* Materials provided
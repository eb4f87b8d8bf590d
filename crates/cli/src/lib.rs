//! Batch conversion of 4:3 melody decks into 16:9 presentations.

pub mod pipeline;
pub mod progress;
pub mod scanner;
pub mod workspace;

pub use pipeline::{
    output_path, prepare_directories, run, BatchReport, FailurePolicy, OverwritePolicy, Pipeline,
    PipelineConfig,
};
pub use scanner::{scan, ScanRules};
pub use workspace::Workspace;
//! Run-scoped scratch directory.

use std::path::{Path, PathBuf};
use wide_core::Result;

/// Working root holding one exclusive directory per item.
#[derive(Debug)]
pub struct Workspace {
    root: PathBuf,
}

impl Workspace {
    /// Create an empty working root, discarding whatever a previous
    /// (possibly interrupted) run left behind.
    pub fn fresh(root: impl Into<PathBuf>) -> Result<Self> {
        let root = root.into();
        if root.exists() {
            log::info!("Removing stale working directory {}", root.display());
            std::fs::remove_dir_all(&root)?;
        }
        std::fs::create_dir_all(&root)?;
        Ok(Self { root })
    }

    /// Location of the working root.
    pub fn root(&self) -> &Path {
        &self.root
    }

    /// Directory reserved for `id`.
    pub fn item_dir(&self, id: &str) -> PathBuf {
        self.root.join(id)
    }

    /// Remove the directory of one item, if it exists.
    pub fn remove_item(&self, id: &str) -> Result<()> {
        let dir = self.item_dir(id);
        if dir.exists() {
            std::fs::remove_dir_all(dir)?;
        }
        Ok(())
    }

    /// Delete the working root and everything in it.
    pub fn remove(self) -> Result<()> {
        if self.root.exists() {
            std::fs::remove_dir_all(&self.root)?;
        }
        Ok(())
    }
}

#[cfg(test)]
mod tests {
    use super::*;

    #[test]
    fn test_fresh_discards_stale_state() {
        let dir = tempfile::tempdir().unwrap();
        let root = dir.path().join("temp");
        std::fs::create_dir_all(root.join("old item/images")).unwrap();
        std::fs::write(root.join("old item/images/1.png"), b"stale").unwrap();

        let workspace = Workspace::fresh(&root).unwrap();
        assert!(workspace.root().exists());
        assert_eq!(std::fs::read_dir(&root).unwrap().count(), 0);
    }

    #[test]
    fn test_remove() {
        let dir = tempfile::tempdir().unwrap();
        let workspace = Workspace::fresh(dir.path().join("temp")).unwrap();
        let item = workspace.item_dir("Hymn Melody");
        std::fs::create_dir_all(&item).unwrap();

        workspace.remove_item("Hymn Melody").unwrap();
        assert!(!item.exists());
        workspace.remove_item("never created").unwrap();

        let root = workspace.root().to_path_buf();
        workspace.remove().unwrap();
        assert!(!root.exists());
    }
}
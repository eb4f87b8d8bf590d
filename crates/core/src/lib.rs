//! Core domain types, metadata normalization, and the bounding-box image
//! cropper for converting melody decks to wide presentations.

pub mod crop;
pub mod error;
pub mod normalize;
pub mod types;

pub use crop::{crop_image, CropConfig, CropOutcome, CropRect};
pub use error::{Error, Result};
pub use types::{ImageAsset, Item, Metadata, SourceFormat, Stage};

* Assignment
With the line containing "assert_eq!(std::fs::read_dir(&root).unwrap().count(), 0);" as the first and the final line of the entries above as the last, write out that span exactly and nothing more.

* Solution to the problem
        assert_eq!(std::fs::read_dir(&root).unwrap().count(), 0);
    }

    #[test]
    fn test_remove() {
        let dir = tempfile::tempdir().unwrap();
        let workspace = Workspace::fresh(dir.path().join("temp")).unwrap();
        let item = workspace.item_dir("Hymn Melody");
        std::fs::create_dir_all(&item).unwrap();

        workspace.remove_item("Hymn Melody").unwrap();
        assert!(!item.exists());
        workspace.remove_item("never created").unwrap();

        let root = workspace.root().to_path_buf();
        workspace.remove().unwrap();
        assert!(!root.exists());
    }
}
repository eb4f87b8d8bf590d
filename crates/core/src/lib.rs
//! Core domain types, metadata normalization, and the bounding-box image
//! cropper for converting melody decks to wide presentations.

pub mod crop;
pub mod error;
pub mod normalize;
pub mod types;

pub use crop::{crop_image, CropConfig, CropOutcome, CropRect};
pub use error::{Error, Result};
pub use types::{ImageAsset, Item, Metadata, SourceFormat, Stage};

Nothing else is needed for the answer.